YOUR INSTRUCTIONS:
In the listing that follows, count every line holding the word "String" and give only the count.

####################

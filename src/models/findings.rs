//! 各分析器产出的原始数据
//!
//! 每种数据都带有 `degraded` 标记：`true` 表示"没能检查"，
//! 与"检查过且没有问题"区分开。

use serde::{Deserialize, Serialize};

/// 性能数据
#[derive(Debug, Clone, Default, PartialEq, Serialize, Deserialize)]
#[serde(rename_all = "camelCase")]
pub struct PerformanceFacts {
    /// 页面加载耗时（毫秒）
    pub load_time: u64,
    pub dom_content_loaded: Option<u64>,
    pub load_complete: Option<u64>,
    pub first_contentful_paint: Option<u64>,
    pub degraded: bool,
}

impl PerformanceFacts {
    /// 只有导航耗时可用时的降级结果
    pub fn degraded(navigation_ms: u64) -> Self {
        Self {
            load_time: navigation_ms,
            degraded: true,
            ..Default::default()
        }
    }
}

#[derive(Debug, Clone, Copy, Default, PartialEq, Eq, Serialize, Deserialize)]
pub struct HeadingCounts {
    pub h1: usize,
    pub h2: usize,
    pub h3: usize,
}

#[derive(Debug, Clone, Copy, Default, PartialEq, Eq, Serialize, Deserialize)]
#[serde(rename_all = "camelCase")]
pub struct ImageCounts {
    pub total: usize,
    pub with_alt: usize,
    pub without_alt: usize,
}

/// SEO 数据
#[derive(Debug, Clone, Default, PartialEq, Serialize, Deserialize)]
#[serde(rename_all = "camelCase")]
pub struct SeoFacts {
    pub title: Option<String>,
    pub meta_description: Option<String>,
    pub headings: HeadingCounts,
    pub images: ImageCounts,
    pub degraded: bool,
}

impl SeoFacts {
    pub fn degraded() -> Self {
        Self {
            degraded: true,
            ..Default::default()
        }
    }
}

#[derive(Debug, Clone, Copy, Default, PartialEq, Eq, Serialize, Deserialize)]
#[serde(rename_all = "camelCase")]
pub struct TouchTargets {
    pub total_targets: usize,
    pub adequate_targets: usize,
    pub small_targets: usize,
}

/// 移动端适配数据
#[derive(Debug, Clone, Default, PartialEq, Serialize, Deserialize)]
#[serde(rename_all = "camelCase")]
pub struct MobileFacts {
    /// viewport meta 的 content
    pub viewport: Option<String>,
    pub has_media_queries: bool,
    pub touch_targets: TouchTargets,
    pub degraded: bool,
}

impl MobileFacts {
    pub fn degraded() -> Self {
        Self {
            degraded: true,
            ..Default::default()
        }
    }
}

/// 实际使用的无障碍检查引擎
#[derive(Debug, Clone, Copy, Default, PartialEq, Eq, Serialize, Deserialize)]
#[serde(rename_all = "snake_case")]
pub enum AccessibilityEngine {
    /// 外部规则引擎（axe-core）
    Axe,
    /// 本地基础检查
    Basic,
    /// 两者都失败
    #[default]
    Unavailable,
}

#[derive(Debug, Clone, PartialEq, Eq, Serialize, Deserialize)]
pub struct Violation {
    pub id: String,
    pub help: String,
    pub impact: Option<String>,
    pub description: String,
    /// 涉及的节点数
    pub nodes: usize,
}

/// 无障碍数据
#[derive(Debug, Clone, Default, PartialEq, Serialize, Deserialize)]
pub struct AccessibilityFacts {
    pub engine: AccessibilityEngine,
    pub violations: Vec<Violation>,
    pub degraded: bool,
}

impl AccessibilityFacts {
    pub fn degraded() -> Self {
        Self {
            engine: AccessibilityEngine::Unavailable,
            violations: Vec::new(),
            degraded: true,
        }
    }

    pub fn violation_count(&self) -> usize {
        self.violations.len()
    }
}

/// 获客能力数据
#[derive(Debug, Clone, Default, PartialEq, Serialize, Deserialize)]
#[serde(rename_all = "camelCase")]
pub struct LeadFacts {
    /// 1-5
    pub score: u8,
    pub message: Option<String>,
    pub form_count: usize,
    pub cta_count: usize,
    pub has_contact_page: bool,
    pub has_case_studies: bool,
    pub has_pricing_page: bool,
    pub has_resource_downloads: bool,
    pub has_company_info: bool,
    pub has_faq: bool,
    pub has_privacy_policy: bool,
    pub degraded: bool,
}

impl LeadFacts {
    /// 固定 3 分的降级结果
    pub fn placeholder(message: impl Into<String>) -> Self {
        Self {
            score: 3,
            message: Some(message.into()),
            degraded: true,
            ..Default::default()
        }
    }
}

####################

YOUR RESPONSE:
9